Unbelievable Truth - Quiz on BBC Website said:
As this hapless planet of ours trundles through the infinite darkness, surrounded by more stars than there are grains of sand in the world, we are aware only of what we don't know about the universe. It wasn’t until recently we discovered that if Earth and its inhabitants were as dense as a black hole it would fit on to a teaspoon, and that ‘dense as a black hole’ is a term of abuse that scientists use to refer to each other, and that the US has a greater land mass than Pluto. Which is the true fact?
"Yes! If you took Earth and everything on it, squashed it down until it was as dense as a black hole, it would fit on to a teaspoon."
Shame! I was hoping it was a term of abuse. :p
 
Hapless? ...
unfortunate, unlucky, luckless, out of luck, ill-starred, ill-fated, jinxed, cursed, doomed, unhappy, forlorn, wretched, miserable, woebegone.

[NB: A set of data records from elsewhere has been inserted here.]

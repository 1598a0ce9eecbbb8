//! The installed-files manifest.
//!
//! A [`Manifest`] maps a normalized relative path to the [`FileRecord`] that
//! was last synced there: the content hash the remote reported and the URL it
//! was fetched from. Two manifests meet in every run:
//!
//! - the **local** manifest, persisted as the `.manifest` dotfile in the
//!   installation root and describing what was last successfully synced
//! - the **remote** manifest, built from a catalog snapshot for the active
//!   channel (see [`crate::catalog::build_remote_manifest`])
//!
//! The local manifest is only ever replaced wholesale: [`io::save`] writes the
//! entries whose files exist on disk, and nothing else.
//!
//! # File Format
//!
//! ```json
//! {
//!   "scripts/main.lua": {
//!     "name": "scripts/main.lua",
//!     "hash": "7c4a8d09ca3762af61e59520943dc26494f8941b",
//!     "url": "https://raw.githubusercontent.com/org/dist/main/scripts/main.lua"
//!   }
//! }
//! ```
//!
//! Lines whose trimmed content starts with `//` or `#` are stripped before
//! parsing, so the file may carry hand-written annotations. They are not
//! written back.

pub mod io;

pub use io::{load_local, parse, save};

use crate::constants::{
    CONFIG_FILE, EXCLUSIONS_FILE, MANIFEST_FILE, QUARANTINE_DIR, STATE_DIR, UPDATER_EXECUTABLES,
    VERSION_DESCRIPTOR_FILE,
};
use crate::policy::normalize;
use serde::{Deserialize, Serialize};
use std::collections::BTreeMap;

/// One tracked file.
#[derive(Debug, Clone, PartialEq, Eq, Serialize, Deserialize)]
pub struct FileRecord {
    /// Normalized relative path, forward slashes.
    pub name: String,
    /// Opaque content hash (git blob id or equivalent).
    pub hash: String,
    /// Where the content is fetched from.
    pub url: String,
}

impl FileRecord {
    pub fn new(name: impl AsRef<str>, hash: impl Into<String>, url: impl Into<String>) -> Self {
        Self {
            name: normalize(name.as_ref()),
            hash: hash.into(),
            url: url.into(),
        }
    }
}

/// Mapping from normalized path to [`FileRecord`], iterated in sorted order.
#[derive(Debug, Clone, Default, PartialEq, Eq, Serialize, Deserialize)]
#[serde(transparent)]
pub struct Manifest {
    entries: BTreeMap<String, FileRecord>,
}

impl Manifest {
    #[must_use]
    pub fn new() -> Self {
        Self::default()
    }

    /// Inserts a record under its normalized name, replacing any previous one.
    pub fn insert(&mut self, record: FileRecord) -> Option<FileRecord> {
        let key = normalize(&record.name);
        let record = FileRecord {
            name: key.clone(),
            ..record
        };
        self.entries.insert(key, record)
    }

    #[must_use]
    pub fn get(&self, path: &str) -> Option<&FileRecord> {
        self.entries.get(&normalize(path))
    }

    #[must_use]
    pub fn contains(&self, path: &str) -> bool {
        self.get(path).is_some()
    }

    pub fn remove(&mut self, path: &str) -> Option<FileRecord> {
        self.entries.remove(&normalize(path))
    }

    #[must_use]
    pub fn len(&self) -> usize {
        self.entries.len()
    }

    #[must_use]
    pub fn is_empty(&self) -> bool {
        self.entries.is_empty()
    }

    /// Iterates `(path, record)` pairs in sorted path order.
    pub fn iter(&self) -> impl Iterator<Item = (&String, &FileRecord)> {
        self.entries.iter()
    }

    /// Iterates paths in sorted order.
    pub fn paths(&self) -> impl Iterator<Item = &String> {
        self.entries.keys()
    }

    /// Returns a copy with every key re-normalized.
    ///
    /// A hand-edited manifest can carry keys like `Scripts\main.lua` or
    /// `./a.txt`. The key is authoritative; each record's `name` is rewritten
    /// to match it. When two keys collapse to the same path the later one in
    /// sorted order wins.
    #[must_use]
    pub fn normalized(&self) -> Self {
        let mut out = Self::new();
        for (path, record) in &self.entries {
            out.insert(FileRecord {
                name: path.clone(),
                ..record.clone()
            });
        }
        out
    }

    /// Keeps only the entries for which `keep` returns `true`.
    pub fn retain(&mut self, mut keep: impl FnMut(&str, &FileRecord) -> bool) {
        self.entries.retain(|path, record| keep(path, record));
    }
}

impl FromIterator<FileRecord> for Manifest {
    fn from_iter<I: IntoIterator<Item = FileRecord>>(iter: I) -> Self {
        let mut manifest = Self::new();
        for record in iter {
            manifest.insert(record);
        }
        manifest
    }
}

/// Directory prefixes that are never part of a remote manifest.
const BUILTIN_EXCLUDED_DIRS: &[&str] = &[".git/", ".github/"];

/// Client preference/database files that are never distributed.
const BUILTIN_EXCLUDED_CLIENT_FILES: &[&str] = &["mushclient.ini", "mushclient_prefs.sqlite", "mushclient.db"];

/// Returns `true` for paths that never enter a remote manifest.
///
/// Covers version-control metadata, the updater's own state and executables,
/// the version descriptor, client preference files and world files. Matching
/// is case-insensitive.
///
/// # Examples
///
/// ```rust
/// use mudsync::manifest::is_builtin_excluded;
///
/// assert!(is_builtin_excluded(".git/HEAD"));
/// assert!(is_builtin_excluded("Update.exe"));
/// assert!(is_builtin_excluded("worlds/Aardwolf.MCL"));
/// assert!(!is_builtin_excluded("scripts/main.lua"));
/// ```
#[must_use]
pub fn is_builtin_excluded(path: &str) -> bool {
    let path = normalize(path).to_lowercase();

    let state_dirs = [format!("{STATE_DIR}/"), format!("{QUARANTINE_DIR}/")];
    if BUILTIN_EXCLUDED_DIRS.iter().any(|dir| path.starts_with(dir))
        || state_dirs.iter().any(|dir| path.starts_with(dir.as_str()))
    {
        return true;
    }

    let exact = [MANIFEST_FILE, EXCLUSIONS_FILE, CONFIG_FILE, VERSION_DESCRIPTOR_FILE];
    if exact.contains(&path.as_str())
        || UPDATER_EXECUTABLES.contains(&path.as_str())
        || BUILTIN_EXCLUDED_CLIENT_FILES.contains(&path.as_str())
    {
        return true;
    }

    path.starts_with("worlds/") && path.ends_with(".mcl")
}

I don't think any of those are really applicable to the planet Earth (except doomed I suppose as the sun will eventually destroy it).
 
I dunno, "as dense as Black Hole" could certainly catch on in these parts. Thank you so much for drawing it to everyone's attention Shirley.
 
I dunno, "as dense as Black Hole" could certainly catch on in these parts. Thank you so much for drawing it to everyone's attention Shirley.
The quote is "as dense as a black hole" not "as dense as Black Hole". But, if the cap fits... :D ... and don't call me...
We need a user Shirley. Any volunteers?
I'm NOT volunteering. At least I incorporate part of my real name (abbreviated, obviously) as my user name. ;)
 
Mmm! I have no letters in common with my forenames and only one in common with my last name.
 
ShirlEE ?
I may have told the story somewhere else before -
Years ago I was trying to sign up to Digital Spy. The username Phil had been taken, and I wasn't prepared to disclose my surname. I was sitting at a computer within a university electrical engineering department - the usernames for the campus systems started ee - and so I combined the the two. Simples.
Like many of you I have kept the same name across multiple forums.
 
My rationale is to prevent aggregation of information. You never know what might slip out here and there, in different contexts, and if anyone had a particular reason to look they might be able to put together more than one would want. By keeping identities separate, it is less likely data can be aggregated.